Excessive ROS induce oxidative damage to DNA, lipids, and proteins, leading to their misfolding and aggregation in mitochondria. Accumulation of misfolded and aggregated proteins in mitochondria triggers the UPRmt. The mitochondrion is the main location of ROS production. Thus, we used MitoSOX Red to detect changes in mtROS levels. mtROS levels were significantly elevated after H/R and peaked at 2 h (Fig. 1A). We determined the time course of changes in UPRmt markers after reoxygenation. HUVECs were subjected to hypoxia (1% O2, 8 h), followed by reoxygenation for 2, 4, 8, or 16 h. As shown in Figure 1B, compared with the control group, the expression of HSP60, a mitochondrion-located molecular chaperone, was upregulated in response to H/R and peaked at 2 h. The protein kinase LONP1, another marker of the UPRmt, was also increased significantly at 2 h in the context of H/R (Fig. 1B). Therefore, a reoxygenation time of 2 h was used in subsequent experiments.

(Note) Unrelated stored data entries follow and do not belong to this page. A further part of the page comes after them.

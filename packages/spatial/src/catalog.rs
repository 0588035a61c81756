//! Static airspace region catalog.
//!
//! Loads named region polygons from a `GeoJSON` `FeatureCollection` and
//! keeps them in file order. That order is the tie-break for overlapping
//! regions, so it must never be re-sorted after load.

use std::collections::BTreeSet;
use std::path::Path;

use airspace_models::OUTSIDE_LABEL;
use geo::{ChamberlainDuquetteArea, MultiPolygon};
use geojson::{Feature, GeoJson};

use crate::CatalogError;

const SQ_METERS_PER_SQ_MILE: f64 = 2_589_988.110_336;

/// Areas below this (about a quarter square meter) are rounding noise
/// from flat rings.
const MIN_AREA_SQ_MI: f64 = 1e-7;

/// One airspace region with its boundary and computed area.
#[derive(Debug, Clone, PartialEq)]
pub struct Region {
    /// Stable identifier (e.g. `"ZDV"`).
    pub id: String,
    pub polygon: MultiPolygon<f64>,
    /// Spherical area in square miles.
    pub area_sq_mi: f64,
}

impl Region {
    /// Creates a region and computes its area from the polygon.
    #[must_use]
    pub fn new(id: impl Into<String>, polygon: MultiPolygon<f64>) -> Self {
        let area_sq_mi = polygon.chamberlain_duquette_unsigned_area() / SQ_METERS_PER_SQ_MILE;
        Self {
            id: id.into(),
            polygon,
            area_sq_mi,
        }
    }

    /// Zero, negligible, or non-finite area. Such regions still take part in
    /// assignment but are excluded from rate normalization.
    #[must_use]
    pub fn is_degenerate(&self) -> bool {
        !self.area_sq_mi.is_finite() || self.area_sq_mi < MIN_AREA_SQ_MI
    }

    /// The boundary serialized as a `GeoJSON` geometry.
    #[must_use]
    pub fn boundary_geojson(&self) -> String {
        geojson::Geometry::new(geojson::Value::from(&self.polygon)).to_string()
    }
}

/// Ordered, immutable set of regions.
#[derive(Debug, Clone)]
pub struct RegionCatalog {
    regions: Vec<Region>,
}

impl RegionCatalog {
    /// Reads a `GeoJSON` file and builds the catalog.
    ///
    /// # Errors
    ///
    /// Returns [`CatalogError`] if the file cannot be read or its contents
    /// do not form a valid, non-empty region set.
    pub fn load(path: &Path, id_property: &str) -> Result<Self, CatalogError> {
        let contents = std::fs::read_to_string(path).map_err(|source| CatalogError::Io {
            path: path.display().to_string(),
            source,
        })?;

        let catalog = Self::from_geojson_str(&contents, id_property)?;
        log::info!(
            "Loaded {} airspace regions from {}",
            catalog.len(),
            path.display()
        );
        Ok(catalog)
    }

    /// Parses a `GeoJSON` `FeatureCollection` (or single `Feature`) whose
    /// features carry the region identifier in `id_property`.
    ///
    /// # Errors
    ///
    /// Returns [`CatalogError`] on malformed `GeoJSON`, a feature without an
    /// identifier, non-polygonal geometry, or an invalid region set.
    pub fn from_geojson_str(geojson_str: &str, id_property: &str) -> Result<Self, CatalogError> {
        let geojson: GeoJson = geojson_str.parse().map_err(|e: geojson::Error| {
            CatalogError::Parse {
                message: e.to_string(),
            }
        })?;

        let features = match geojson {
            GeoJson::FeatureCollection(collection) => collection.features,
            GeoJson::Feature(feature) => vec![feature],
            GeoJson::Geometry(_) => {
                return Err(CatalogError::Parse {
                    message: "expected a FeatureCollection, found a bare Geometry".to_string(),
                });
            }
        };

        let regions = features
            .into_iter()
            .enumerate()
            .map(|(index, feature)| feature_to_region(index, feature, id_property))
            .collect::<Result<Vec<_>, _>>()?;

        Self::from_regions(regions)
    }

    /// Builds a catalog from regions already in memory, preserving order.
    ///
    /// # Errors
    ///
    /// Returns [`CatalogError`] if the set is empty, an identifier repeats,
    /// or an identifier collides with the outside sentinel.
    pub fn from_regions(regions: Vec<Region>) -> Result<Self, CatalogError> {
        if regions.is_empty() {
            return Err(CatalogError::Empty);
        }

        let mut seen = BTreeSet::new();
        for region in &regions {
            if region.id == OUTSIDE_LABEL {
                return Err(CatalogError::ReservedIdentifier {
                    id: region.id.clone(),
                });
            }
            if !seen.insert(region.id.as_str()) {
                return Err(CatalogError::DuplicateIdentifier {
                    id: region.id.clone(),
                });
            }
            if region.is_degenerate() {
                log::warn!(
                    "Region {} has degenerate area ({}); it will have no normalized rates",
                    region.id,
                    region.area_sq_mi
                );
            }
        }

        Ok(Self { regions })
    }

    /// Regions in catalog order.
    #[must_use]
    pub fn regions(&self) -> &[Region] {
        &self.regions
    }

    #[must_use]
    pub fn len(&self) -> usize {
        self.regions.len()
    }

    #[must_use]
    pub fn is_empty(&self) -> bool {
        self.regions.is_empty()
    }

    /// Looks up a region by identifier.
    #[must_use]
    pub fn get(&self, id: &str) -> Option<&Region> {
        self.regions.iter().find(|r| r.id == id)
    }

    /// Number of regions with degenerate area.
    #[must_use]
    pub fn degenerate_count(&self) -> usize {
        self.regions.iter().filter(|r| r.is_degenerate()).count()
    }
}

fn feature_to_region(
    index: usize,
    feature: Feature,
    id_property: &str,
) -> Result<Region, CatalogError> {
    let id = feature
        .property(id_property)
        .and_then(|value| match value {
            serde_json::Value::String(s) => Some(s.trim().to_string()),
            serde_json::Value::Number(n) => Some(n.to_string()),
            _ => None,
        })
        .filter(|s| !s.is_empty())
        .ok_or_else(|| CatalogError::MissingIdentifier {
            index,
            property: id_property.to_string(),
        })?;

    let Some(geometry) = feature.geometry else {
        return Err(CatalogError::UnsupportedGeometry {
            id,
            kind: "null",
        });
    };

    let geometry: geo::Geometry<f64> =
        geometry
            .try_into()
            .map_err(|e: geojson::Error| CatalogError::Parse {
                message: format!("region {id}: {e}"),
            })?;

    let polygon = match geometry {
        geo::Geometry::MultiPolygon(mp) => mp,
        geo::Geometry::Polygon(p) => MultiPolygon(vec![p]),
        other => {
            return Err(CatalogError::UnsupportedGeometry {
                id,
                kind: geometry_kind(&other),
            });
        }
    };

    Ok(Region::new(id, polygon))
}

const fn geometry_kind(geometry: &geo::Geometry<f64>) -> &'static str {
    match geometry {
        geo::Geometry::Point(_) => "Point",
        geo::Geometry::Line(_) => "Line",
        geo::Geometry::LineString(_) => "LineString",
        geo::Geometry::Polygon(_) => "Polygon",
        geo::Geometry::MultiPoint(_) => "MultiPoint",
        geo::Geometry::MultiLineString(_) => "MultiLineString",
        geo::Geometry::MultiPolygon(_) => "MultiPolygon",
        geo::Geometry::GeometryCollection(_) => "GeometryCollection",
        geo::Geometry::Rect(_) => "Rect",
        geo::Geometry::Triangle(_) => "Triangle",
    }
}

#[cfg(test)]
mod tests {
    use super::*;
    use geo::polygon;
    use std::io::Write as _;

    const TWO_SECTORS: &str = r#"{
        "type": "FeatureCollection",
        "features": [
            {
                "type": "Feature",
                "properties": { "IDENT": "ZLC" },
                "geometry": {
                    "type": "Polygon",
                    "coordinates": [[[-112, 40], [-110, 40], [-110, 42], [-112, 42], [-112, 40]]]
                }
            },
            {
                "type": "Feature",
                "properties": { "IDENT": "ZDV" },
                "geometry": {
                    "type": "MultiPolygon",
                    "coordinates": [[[[-110, 37], [-108, 37], [-108, 40], [-110, 40], [-110, 37]]]]
                }
            }
        ]
    }"#;

    #[test]
    fn loads_features_in_file_order() {
        let catalog = RegionCatalog::from_geojson_str(TWO_SECTORS, "IDENT").unwrap();
        let ids: Vec<&str> = catalog.regions().iter().map(|r| r.id.as_str()).collect();
        assert_eq!(ids, vec!["ZLC", "ZDV"]);
        assert!(catalog.regions().iter().all(|r| r.area_sq_mi > 1_000.0));
        assert_eq!(catalog.degenerate_count(), 0);
    }

    #[test]
    fn loads_from_file() {
        let mut file = tempfile::NamedTempFile::new().unwrap();
        file.write_all(TWO_SECTORS.as_bytes()).unwrap();

        let catalog = RegionCatalog::load(file.path(), "IDENT").unwrap();
        assert_eq!(catalog.len(), 2);
        assert!(catalog.get("ZDV").is_some());
    }

    #[test]
    fn missing_file_is_io_error() {
        let err = RegionCatalog::load(Path::new("/nonexistent/regions.geojson"), "IDENT")
            .unwrap_err();
        assert!(matches!(err, CatalogError::Io { .. }));
    }

    #[test]
    fn empty_collection_is_rejected() {
        let err = RegionCatalog::from_geojson_str(
            r#"{"type": "FeatureCollection", "features": []}"#,
            "IDENT",
        )
        .unwrap_err();
        assert!(matches!(err, CatalogError::Empty));
    }

    #[test]
    fn malformed_json_is_rejected() {
        let err = RegionCatalog::from_geojson_str("{ not json", "IDENT").unwrap_err();
        assert!(matches!(err, CatalogError::Parse { .. }));
    }

    #[test]
    fn missing_identifier_is_rejected() {
        let err = RegionCatalog::from_geojson_str(TWO_SECTORS, "NAME").unwrap_err();
        assert!(matches!(
            err,
            CatalogError::MissingIdentifier { index: 0, .. }
        ));
    }

    #[test]
    fn duplicate_identifier_is_rejected() {
        let polygon = MultiPolygon(vec![polygon![
            (x: 0.0, y: 0.0),
            (x: 1.0, y: 0.0),
            (x: 1.0, y: 1.0),
        ]]);
        let err = RegionCatalog::from_regions(vec![
            Region::new("ZAB", polygon.clone()),
            Region::new("ZAB", polygon),
        ])
        .unwrap_err();
        assert!(matches!(err, CatalogError::DuplicateIdentifier { .. }));
    }

    #[test]
    fn outside_label_is_reserved() {
        let polygon = MultiPolygon(vec![polygon![
            (x: 0.0, y: 0.0),
            (x: 1.0, y: 0.0),
            (x: 1.0, y: 1.0),
        ]]);
        let err =
            RegionCatalog::from_regions(vec![Region::new(OUTSIDE_LABEL, polygon)]).unwrap_err();
        assert!(matches!(err, CatalogError::ReservedIdentifier { .. }));
    }

    #[test]
    fn point_geometry_is_unsupported() {
        let geojson = r#"{
            "type": "FeatureCollection",
            "features": [{
                "type": "Feature",
                "properties": { "IDENT": "ZKC" },
                "geometry": { "type": "Point", "coordinates": [-95, 39] }
            }]
        }"#;
        let err = RegionCatalog::from_geojson_str(geojson, "IDENT").unwrap_err();
        assert!(matches!(
            err,
            CatalogError::UnsupportedGeometry { kind: "Point", .. }
        ));
    }

    #[test]
    fn collinear_polygon_is_degenerate() {
        let flat = MultiPolygon(vec![polygon![
            (x: -100.0, y: 40.0),
            (x: -99.0, y: 40.0),
            (x: -98.0, y: 40.0),
        ]]);
        let region = Region::new("FLAT", flat);
        assert!(region.is_degenerate());

        let catalog = RegionCatalog::from_regions(vec![region]).unwrap();
        assert_eq!(catalog.degenerate_count(), 1);
    }

    #[test]
    fn boundary_serializes_as_multipolygon() {
        let catalog = RegionCatalog::from_geojson_str(TWO_SECTORS, "IDENT").unwrap();
        let json = catalog.regions()[0].boundary_geojson();
        assert!(json.contains("\"MultiPolygon\""));
    }
}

N-acetyl cysteine decreased H/R-induced mtROS and UPRmt and protected endothelial mitochondria
We further explored the effect of N-acetyl cysteine (NAC) on mtROS levels and the expression of UPRmt markers (Figs. 2A and 2B). As shown in Figure 2A, H/R of HUVECs led to increased mtROS generation. NAC pretreatment was associated with significantly decreased mtROS levels. We determined the protein levels of UPRmt markers after NAC treatment (Fig. 2B). The increased expression of HSP60, LONP1, CHOP and caseinolytic protease1 (CLPP1) induced by H/R injury was significantly downregulated by treatment with NAC.
Mitochondrial function and ultrastructure were assessed. H/R-injured mitochondria exhibited swelling and disordered cristae, as evidenced by an increase in the mitochondrial area, Feret's diameter and perimeter and by a decrease in the mitochondrial volume density (Fig. 2C). NAC restored the fine structure of mitochondria. ATP content in HUVECs was measured using an ATP bioluminescent assay. As shown in Figure 2D, H/R induced depletion of cellular ATP reserves, and NAC administration partially restored energy generation in HUVECs. Furthermore, we performed a TUNEL assay in the context of H/R. As shown in Figure 2E, NAC treatment significantly reduced the number of H/R-induced TUNEL-positive HUVECs. These results suggest correlations among mtROS, UPRmt and mitochondrial function and ultrastructure.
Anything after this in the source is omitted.